Tanovic, who had spent two years on the frontline filming for the army when Sarajevo fell under siege, has made two more films about war and its consequences – Cirkus Columbia and Triage.
“When you get an Oscar, you become a ‘master’. Nobody dares to speak against you,” he said, wryly, referring to how winning an Oscar or a Palme d’Or puts a filmmaker in another league. “Winning an Oscar makes things very easy. I totally recommend that you win one of those, if you can,” he joked.
The Bosnian director admitted that he didn’t have a directorial pattern, like, say, Woody Allen has. “It’s not possible for me. Each time, each film is different for me. The content of the story dictates the form of the film,” he points out.
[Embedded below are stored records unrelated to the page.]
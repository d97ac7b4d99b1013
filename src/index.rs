//! # Local Document Index
//!
//! A small in-memory retrieval index over a directory of `.txt` and `.md`
//! files (statutes, firm memos, court rules). Documents are split into
//! paragraph chunks and scored against a query by TF-IDF cosine similarity.
//!
//! The index is built once at startup and is read-only afterwards, so it is
//! shared between runs behind an `Arc` without locking.

use anyhow::Result;
use std::collections::{HashMap, HashSet};
use std::path::{Path, PathBuf};
use tracing::{debug, info, warn};
use walkdir::WalkDir;

/// Chunks shorter than this carry too little text to rank
const MIN_CHUNK_CHARS: usize = 40;

/// Words that never help ranking
const STOPWORDS: &[&str] = &[
    "a", "an", "and", "are", "as", "at", "be", "by", "can", "for", "from", "has", "have", "in",
    "is", "it", "its", "of", "on", "or", "that", "the", "this", "to", "was", "what", "when",
    "which", "with", "under", "does", "do", "my", "i",
];

/// A ranked passage from the local index
#[derive(Debug, Clone, PartialEq)]
pub struct IndexHit {
    /// File the passage came from
    pub path: PathBuf,
    /// First heading of the file, or its stem
    pub title: String,
    pub text: String,
    /// Cosine similarity in (0, 1]
    pub score: f32,
}

impl IndexHit {
    /// `file://` URL used as the citation key
    pub fn url(&self) -> String {
        format!("file://{}", self.path.display())
    }
}

#[derive(Debug)]
struct Chunk {
    path: PathBuf,
    title: String,
    text: String,
    weights: HashMap<String, f32>,
    norm: f32,
}

/// TF-IDF index over paragraph chunks
#[derive(Debug, Default)]
pub struct DocumentIndex {
    chunks: Vec<Chunk>,
    idf: HashMap<String, f32>,
}

impl DocumentIndex {
    /// Walk `dir` recursively and index every `.txt` / `.md` file.
    pub fn from_dir(dir: impl AsRef<Path>) -> Result<Self> {
        let dir = dir.as_ref();
        if !dir.is_dir() {
            anyhow::bail!("Local index directory not found: {}", dir.display());
        }

        let mut documents = Vec::new();
        for entry in WalkDir::new(dir).follow_links(true) {
            let entry = match entry {
                Ok(entry) => entry,
                Err(e) => {
                    warn!(error = %e, "Skipping unreadable entry");
                    continue;
                }
            };

            let path = entry.path();
            let indexable = path
                .extension()
                .and_then(|ext| ext.to_str())
                .is_some_and(|ext| matches!(ext.to_ascii_lowercase().as_str(), "txt" | "md"));
            if !entry.file_type().is_file() || !indexable {
                continue;
            }

            let text = match std::fs::read_to_string(path) {
                Ok(text) => text,
                Err(e) => {
                    warn!(path = %path.display(), error = %e, "Skipping unreadable document");
                    continue;
                }
            };
            documents.push((path.to_path_buf(), text));
        }

        let index = Self::from_documents(documents);
        info!(
            dir = %dir.display(),
            chunks = index.len(),
            "Local document index built"
        );
        Ok(index)
    }

    /// Index in-memory documents given as `(path, text)` pairs
    pub fn from_documents(documents: impl IntoIterator<Item = (PathBuf, String)>) -> Self {
        let mut raw: Vec<(PathBuf, String, String, HashMap<String, f32>)> = Vec::new();
        let mut document_frequency: HashMap<String, usize> = HashMap::new();

        for (path, text) in documents {
            let title = title_of(&path, &text);
            for paragraph in paragraphs(&text) {
                let tf = term_frequencies(&paragraph);
                if tf.is_empty() {
                    continue;
                }
                for term in tf.keys() {
                    *document_frequency.entry(term.clone()).or_default() += 1;
                }
                raw.push((path.clone(), title.clone(), paragraph, tf));
            }
        }

        let total = raw.len() as f32;
        let idf: HashMap<String, f32> = document_frequency
            .into_iter()
            .map(|(term, df)| (term, (1.0 + total / df as f32).ln()))
            .collect();

        let chunks = raw
            .into_iter()
            .map(|(path, title, text, tf)| {
                let weights: HashMap<String, f32> = tf
                    .into_iter()
                    .map(|(term, count)| {
                        let weight = count * idf.get(&term).copied().unwrap_or(0.0);
                        (term, weight)
                    })
                    .collect();
                let norm = weights.values().map(|w| w * w).sum::<f32>().sqrt();
                Chunk {
                    path,
                    title,
                    text,
                    weights,
                    norm,
                }
            })
            .collect();

        Self { chunks, idf }
    }

    /// Number of indexed chunks
    pub fn len(&self) -> usize {
        self.chunks.len()
    }

    pub fn is_empty(&self) -> bool {
        self.chunks.is_empty()
    }

    /// Top `k` chunks by cosine similarity. Zero-score chunks are dropped;
    /// ties keep index order.
    pub fn search(&self, query: &str, k: usize) -> Vec<IndexHit> {
        let query_weights: HashMap<String, f32> = term_frequencies(query)
            .into_iter()
            .filter_map(|(term, count)| {
                self.idf.get(&term).map(|idf| (term, count * idf))
            })
            .collect();
        let query_norm = query_weights.values().map(|w| w * w).sum::<f32>().sqrt();
        if query_norm == 0.0 {
            debug!(query = %query, "No indexed terms in query");
            return Vec::new();
        }

        let mut scored: Vec<(usize, f32)> = self
            .chunks
            .iter()
            .enumerate()
            .filter_map(|(i, chunk)| {
                let dot: f32 = query_weights
                    .iter()
                    .filter_map(|(term, w)| chunk.weights.get(term).map(|cw| w * cw))
                    .sum();
                let score = dot / (query_norm * chunk.norm);
                (score > 0.0).then_some((i, score))
            })
            .collect();

        scored.sort_by(|a, b| b.1.total_cmp(&a.1));

        scored
            .into_iter()
            .take(k)
            .map(|(i, score)| {
                let chunk = &self.chunks[i];
                IndexHit {
                    path: chunk.path.clone(),
                    title: chunk.title.clone(),
                    text: chunk.text.clone(),
                    score,
                }
            })
            .collect()
    }
}

/// Render hits as markdown for the prompts
pub fn hits_to_markdown(hits: &[IndexHit]) -> String {
    if hits.is_empty() {
        return "No local documents matched.".to_string();
    }

    hits.iter()
        .map(|hit| {
            format!(
                "### {} ({})\n**Similarity:** {:.2}\n\n{}",
                hit.title,
                hit.path.display(),
                hit.score,
                hit.text
            )
        })
        .collect::<Vec<_>>()
        .join("\n\n")
}

fn title_of(path: &Path, text: &str) -> String {
    text.lines()
        .map(str::trim)
        .find_map(|line| line.strip_prefix('#'))
        .map(|heading| heading.trim_start_matches('#').trim().to_string())
        .filter(|heading| !heading.is_empty())
        .or_else(|| {
            path.file_stem()
                .and_then(|stem| stem.to_str())
                .map(str::to_string)
        })
        .unwrap_or_else(|| "Untitled".to_string())
}

fn paragraphs(text: &str) -> Vec<String> {
    let mut out = Vec::new();
    let mut current = String::new();

    for line in text.lines() {
        let line = line.trim();
        if line.is_empty() {
            if current.len() >= MIN_CHUNK_CHARS {
                out.push(std::mem::take(&mut current));
            }
            current.clear();
            continue;
        }
        if !current.is_empty() {
            current.push(' ');
        }
        current.push_str(line);
    }

    if current.len() >= MIN_CHUNK_CHARS {
        out.push(current);
    }

    out
}

fn term_frequencies(text: &str) -> HashMap<String, f32> {
    let stopwords: HashSet<&str> = STOPWORDS.iter().copied().collect();
    let mut tf = HashMap::new();

    for token in text
        .split(|c: char| !c.is_alphanumeric())
        .filter(|token| token.len() > 1)
        .map(str::to_lowercase)
        .filter(|token| !stopwords.contains(token.as_str()))
    {
        *tf.entry(token).or_insert(0.0) += 1.0;
    }

    tf
}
That explains how distinct An Episode in the Life of an Iron Picker, which was screened to a near-full house at Katara, seems from his other works. The film, Tanovic’s fifth feature, tells an important, heart-rending story of a Roma family in Central Bosnia and Herzegovina. Iron picker Nazif, who hunts for scrap metal every day, can barely makes ends meet. His wife Senada tends to their home and two young daughters, while a third baby is on the way.
After a hard day’s work, Nazif returns home one evening to find Senada curled up in pain. As it turns out, she has had a miscarriage but is still carrying her dead five-month-old fetus because they don’t have the money – around 500 Euros – for her urgent treatment, or the state-provided health insurance card. What follows is the couple’s struggle in accessing timely medical care as Nazif tries everything he can to save Senada’s life, and eventually succeeds by cheating the very health care system that has failed them.
What made this project interesting is that it was a true story that Tanovic came across in the newspaper many months after it was published. While there was no screenplay, Tanovic had a clear idea of the story he wanted to share. “By the time we started shooting, Senada had gotten pregnant again,” Tanovic said.
Armed with three Canon 5D cameras, Tanovic had the film shot in eight days flat. Almost all of the film’s shoestring budget of 17,000 Euros went towards paying the cast of the film and for the crew’s seven nights’ stay in the hotel.
Summing up his opinion on this reconstruction of real events, Tanovic said that his intention was to show the discrimination faced by minorities in Bosnia and Herzegovina. “You can have a bad system. But as long as you have good people, there is hope,” he said.
For the upcoming filmmakers, Tanovic shared some crucial words of wisdom. “When you have something to say, just go say it. Don’t wait for things to fall in place,” he said, referring to how funding may not always come through as one expects.
“For me, the screenplay is most important. If you experience some feelings after you have finished writing your screenplay, then it’s a good story,” Tanovic said, “If you don’t, you have to work on it again.”